[Information provided Boundary: Start]

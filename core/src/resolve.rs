//! The option resolver: one reflected parameter in, one canonical option out.
//!
//! Explicit descriptor fields always win. Whatever the descriptor leaves
//! open is inferred from the parameter's annotation and default.

use tracing::debug;

use crate::descriptor::OptionDescriptor;
use crate::error::SchemaError;
use crate::signature::{ParamDefault, ReflectedParameter};
use crate::types::{CanonicalOption, OptionKind, MAX_CHOICES, MAX_DESCRIPTION_LENGTH, MAX_STRING_LENGTH};
use crate::validate::{check_description, normalize_name, validate_name};

/// Resolves one parameter into a canonical option.
///
/// # Examples
///
/// ```
/// use slash_schema_core::*;
///
/// let param = ReflectedParameter::new(1, "count", Some(Annotation::Int), ParamDefault::Value(5.into()));
/// let option = resolve_option(&param).unwrap();
///
/// assert_eq!(option.kind, OptionKind::Integer);
/// assert!(!option.required);
/// assert_eq!(option.default, Some(OptionValue::Integer(5)));
/// ```
///
/// # Errors
///
/// - [`SchemaError::TypeInference`] when no kind hint is given and the
///   annotation is missing or has no protocol mapping.
/// - [`SchemaError::NameValidation`] when the resulting name is invalid.
/// - [`SchemaError::OptionConfig`] when descriptor fields are inapplicable to
///   the kind or contradict each other.
pub fn resolve_option(param: &ReflectedParameter) -> Result<CanonicalOption, SchemaError> {
    let (descriptor, explicit) = match &param.default {
        ParamDefault::Descriptor(descriptor) => (descriptor.clone(), true),
        ParamDefault::Value(value) => {
            let mut descriptor = OptionDescriptor::default();
            descriptor.default = Some(value.clone());
            (descriptor, false)
        }
        ParamDefault::Missing => (OptionDescriptor::default(), false),
    };

    let kind = resolve_kind(param, &descriptor)?;

    let name = match &descriptor.name {
        Some(name) => name.clone(),
        None => normalize_name(&param.name),
    };
    validate_name(&name)?;

    let optional_annotation = param
        .annotation
        .as_ref()
        .is_some_and(|annotation| annotation.is_optional());

    let required = match descriptor.required {
        Some(required) => required,
        None => descriptor.default.is_none() && !optional_annotation,
    };

    let default = match descriptor.default.clone() {
        Some(value) => Some(value.clone().normalize(kind).ok_or_else(|| {
            SchemaError::option_config(
                &name,
                format!("default {value:?} does not fit a {kind} option"),
            )
        })?),
        None => None,
    };

    let channel_types = match (&descriptor.channel_types, kind) {
        (Some(types), _) => Some(types.clone()),
        (None, OptionKind::Channel) => param.annotation.as_ref().and_then(|a| a.channel_types()),
        (None, _) => None,
    };

    let option = CanonicalOption {
        kind,
        name,
        description: descriptor.description.clone(),
        required,
        choices: descriptor.choices.clone(),
        channel_types,
        min_value: descriptor.min_value,
        max_value: descriptor.max_value,
        min_length: descriptor.min_length,
        max_length: descriptor.max_length,
        autocomplete: descriptor.autocomplete,
        parameter: param.name.clone(),
        default,
    };

    check_consistency(&option)?;

    debug!(
        parameter = %param.name,
        option = %option.name,
        kind = %option.kind,
        required = option.required,
        explicit,
        "Resolved option"
    );

    Ok(option)
}

fn resolve_kind(param: &ReflectedParameter, descriptor: &OptionDescriptor) -> Result<OptionKind, SchemaError> {
    if let Some(kind) = descriptor.kind_hint {
        return Ok(kind);
    }

    match &param.annotation {
        Some(annotation) => annotation
            .option_kind()
            .ok_or_else(|| SchemaError::TypeInference {
                parameter: param.name.clone(),
                reason: format!("{annotation:?} has no option type"),
            }),
        None if param.converter.is_some() => Ok(OptionKind::String),
        None => Err(SchemaError::TypeInference {
            parameter: param.name.clone(),
            reason: "no annotation or kind given".to_string(),
        }),
    }
}

/// Checks one resolved option against the protocol's per-option rules.
pub(crate) fn check_consistency(option: &CanonicalOption) -> Result<(), SchemaError> {
    let name = option.name.as_str();
    let kind = option.kind;
    let fail = |reason: String| Err(SchemaError::option_config(name, reason));

    check_description(name, &option.description)?;

    if let Some(default) = &option.default {
        if option.required {
            return fail("a required option cannot declare a default".to_string());
        }
        if !default.fits(kind) {
            return fail(format!("default {default:?} does not fit a {kind} option"));
        }
    }

    if !option.choices.is_empty() {
        if !kind.supports_choices() {
            return fail(format!("choices cannot be used with {kind} options"));
        }
        if option.autocomplete {
            return fail("autocomplete cannot be combined with choices".to_string());
        }
        if option.choices.len() > MAX_CHOICES {
            return fail(format!(
                "{} choices declared, the maximum is {MAX_CHOICES}",
                option.choices.len()
            ));
        }
        for choice in &option.choices {
            let length = choice.name.chars().count();
            if length == 0 || length > MAX_DESCRIPTION_LENGTH {
                return fail(format!(
                    "choice name {:?} must be 1-{MAX_DESCRIPTION_LENGTH} characters",
                    choice.name
                ));
            }
            if !choice.value.fits(kind) {
                return fail(format!(
                    "choice {:?} does not fit a {kind} option",
                    choice.name
                ));
            }
        }
    }

    if option.autocomplete && !kind.supports_autocomplete() {
        return fail(format!("autocomplete cannot be used with {kind} options"));
    }

    if option.min_value.is_some() || option.max_value.is_some() {
        if !kind.is_numeric() {
            return fail(format!("min/max value cannot be used with {kind} options"));
        }
        for bound in [option.min_value, option.max_value].into_iter().flatten() {
            if kind == OptionKind::Integer && bound.fract() != 0.0 {
                return fail(format!("bound {bound} must be an integer for integer options"));
            }
        }
        if let (Some(min), Some(max)) = (option.min_value, option.max_value) {
            if min > max {
                return fail(format!("min value {min} is greater than max value {max}"));
            }
        }
    }

    if option.min_length.is_some() || option.max_length.is_some() {
        if kind != OptionKind::String {
            return fail(format!("min/max length cannot be used with {kind} options"));
        }
        if option.min_length.is_some_and(|min| min > MAX_STRING_LENGTH) {
            return fail(format!("min length must be at most {MAX_STRING_LENGTH}"));
        }
        if option
            .max_length
            .is_some_and(|max| max == 0 || max > MAX_STRING_LENGTH)
        {
            return fail(format!("max length must be 1-{MAX_STRING_LENGTH}"));
        }
        if let (Some(min), Some(max)) = (option.min_length, option.max_length) {
            if min > max {
                return fail(format!("min length {min} is greater than max length {max}"));
            }
        }
    }

    if option.channel_types.is_some() && kind != OptionKind::Channel {
        return fail(format!("channel types cannot be used with {kind} options"));
    }

    Ok(())
}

[Information provided Boundary: End]

* _What to produce_:
Preserving every character, copy the records above out again.

* _Result for this exercise_:
filename core/src/resolve.rs
//! The option resolver: one reflected parameter in, one canonical option out.
//!
//! Explicit descriptor fields always win. Whatever the descriptor leaves
//! open is inferred from the parameter's annotation and default.

use tracing::debug;

use crate::descriptor::OptionDescriptor;
use crate::error::SchemaError;
use crate::signature::{ParamDefault, ReflectedParameter};
use crate::types::{CanonicalOption, OptionKind, MAX_CHOICES, MAX_DESCRIPTION_LENGTH, MAX_STRING_LENGTH};
use crate::validate::{check_description, normalize_name, validate_name};

/// Resolves one parameter into a canonical option.
///
/// # Examples
///
/// ```
/// use slash_schema_core::*;
///
/// let param = ReflectedParameter::new(1, "count", Some(Annotation::Int), ParamDefault::Value(5.into()));
/// let option = resolve_option(&param).unwrap();
///
/// assert_eq!(option.kind, OptionKind::Integer);
/// assert!(!option.required);
/// assert_eq!(option.default, Some(OptionValue::Integer(5)));
/// ```
///
/// # Errors
///
/// - [`SchemaError::TypeInference`] when no kind hint is given and the
///   annotation is missing or has no protocol mapping.
/// - [`SchemaError::NameValidation`] when the resulting name is invalid.
/// - [`SchemaError::OptionConfig`] when descriptor fields are inapplicable to
///   the kind or contradict each other.
pub fn resolve_option(param: &ReflectedParameter) -> Result<CanonicalOption, SchemaError> {
    let (descriptor, explicit) = match &param.default {
        ParamDefault::Descriptor(descriptor) => (descriptor.clone(), true),
        ParamDefault::Value(value) => {
            let mut descriptor = OptionDescriptor::default();
            descriptor.default = Some(value.clone());
            (descriptor, false)
        }
        ParamDefault::Missing => (OptionDescriptor::default(), false),
    };

    let kind = resolve_kind(param, &descriptor)?;

    let name = match &descriptor.name {
        Some(name) => name.clone(),
        None => normalize_name(&param.name),
    };
    validate_name(&name)?;

    let optional_annotation = param
        .annotation
        .as_ref()
        .is_some_and(|annotation| annotation.is_optional());

    let required = match descriptor.required {
        Some(required) => required,
        None => descriptor.default.is_none() && !optional_annotation,
    };

    let default = match descriptor.default.clone() {
        Some(value) => Some(value.clone().normalize(kind).ok_or_else(|| {
            SchemaError::option_config(
                &name,
                format!("default {value:?} does not fit a {kind} option"),
            )
        })?),
        None => None,
    };

    let channel_types = match (&descriptor.channel_types, kind) {
        (Some(types), _) => Some(types.clone()),
        (None, OptionKind::Channel) => param.annotation.as_ref().and_then(|a| a.channel_types()),
        (None, _) => None,
    };

    let option = CanonicalOption {
        kind,
        name,
        description: descriptor.description.clone(),
        required,
        choices: descriptor.choices.clone(),
        channel_types,
        min_value: descriptor.min_value,
        max_value: descriptor.max_value,
        min_length: descriptor.min_length,
        max_length: descriptor.max_length,
        autocomplete: descriptor.autocomplete,
        parameter: param.name.clone(),
        default,
    };

    check_consistency(&option)?;

    debug!(
        parameter = %param.name,
        option = %option.name,
        kind = %option.kind,
        required = option.required,
        explicit,
        "Resolved option"
    );

    Ok(option)
}

fn resolve_kind(param: &ReflectedParameter, descriptor: &OptionDescriptor) -> Result<OptionKind, SchemaError> {
    if let Some(kind) = descriptor.kind_hint {
        return Ok(kind);
    }

    match &param.annotation {
        Some(annotation) => annotation
            .option_kind()
            .ok_or_else(|| SchemaError::TypeInference {
                parameter: param.name.clone(),
                reason: format!("{annotation:?} has no option type"),
            }),
        None if param.converter.is_some() => Ok(OptionKind::String),
        None => Err(SchemaError::TypeInference {
            parameter: param.name.clone(),
            reason: "no annotation or kind given".to_string(),
        }),
    }
}

/// Checks one resolved option against the protocol's per-option rules.
pub(crate) fn check_consistency(option: &CanonicalOption) -> Result<(), SchemaError> {
    let name = option.name.as_str();
    let kind = option.kind;
    let fail = |reason: String| Err(SchemaError::option_config(name, reason));

    check_description(name, &option.description)?;

    if let Some(default) = &option.default {
        if option.required {
            return fail("a required option cannot declare a default".to_string());
        }
        if !default.fits(kind) {
            return fail(format!("default {default:?} does not fit a {kind} option"));
        }
    }

    if !option.choices.is_empty() {
        if !kind.supports_choices() {
            return fail(format!("choices cannot be used with {kind} options"));
        }
        if option.autocomplete {
            return fail("autocomplete cannot be combined with choices".to_string());
        }
        if option.choices.len() > MAX_CHOICES {
            return fail(format!(
                "{} choices declared, the maximum is {MAX_CHOICES}",
                option.choices.len()
            ));
        }
        for choice in &option.choices {
            let length = choice.name.chars().count();
            if length == 0 || length > MAX_DESCRIPTION_LENGTH {
                return fail(format!(
                    "choice name {:?} must be 1-{MAX_DESCRIPTION_LENGTH} characters",
                    choice.name
                ));
            }
            if !choice.value.fits(kind) {
                return fail(format!(
                    "choice {:?} does not fit a {kind} option",
                    choice.name
                ));
            }
        }
    }

    if option.autocomplete && !kind.supports_autocomplete() {
        return fail(format!("autocomplete cannot be used with {kind} options"));
    }

    if option.min_value.is_some() || option.max_value.is_some() {
        if !kind.is_numeric() {
            return fail(format!("min/max value cannot be used with {kind} options"));
        }
        for bound in [option.min_value, option.max_value].into_iter().flatten() {
            if kind == OptionKind::Integer && bound.fract() != 0.0 {
                return fail(format!("bound {bound} must be an integer for integer options"));
            }
        }
        if let (Some(min), Some(max)) = (option.min_value, option.max_value) {
            if min > max {
                return fail(format!("min value {min} is greater than max value {max}"));
            }
        }
    }

    if option.min_length.is_some() || option.max_length.is_some() {
        if kind != OptionKind::String {
            return fail(format!("min/max length cannot be used with {kind} options"));
        }
        if option.min_length.is_some_and(|min| min > MAX_STRING_LENGTH) {
            return fail(format!("min length must be at most {MAX_STRING_LENGTH}"));
        }
        if option
            .max_length
            .is_some_and(|max| max == 0 || max > MAX_STRING_LENGTH)
        {
            return fail(format!("max length must be 1-{MAX_STRING_LENGTH}"));
        }
        if let (Some(min), Some(max)) = (option.min_length, option.max_length) {
            if min > max {
                return fail(format!("min length {min} is greater than max length {max}"));
            }
        }
    }

    if option.channel_types.is_some() && kind != OptionKind::Channel {
        return fail(format!("channel types cannot be used with {kind} options"));
    }

    Ok(())
}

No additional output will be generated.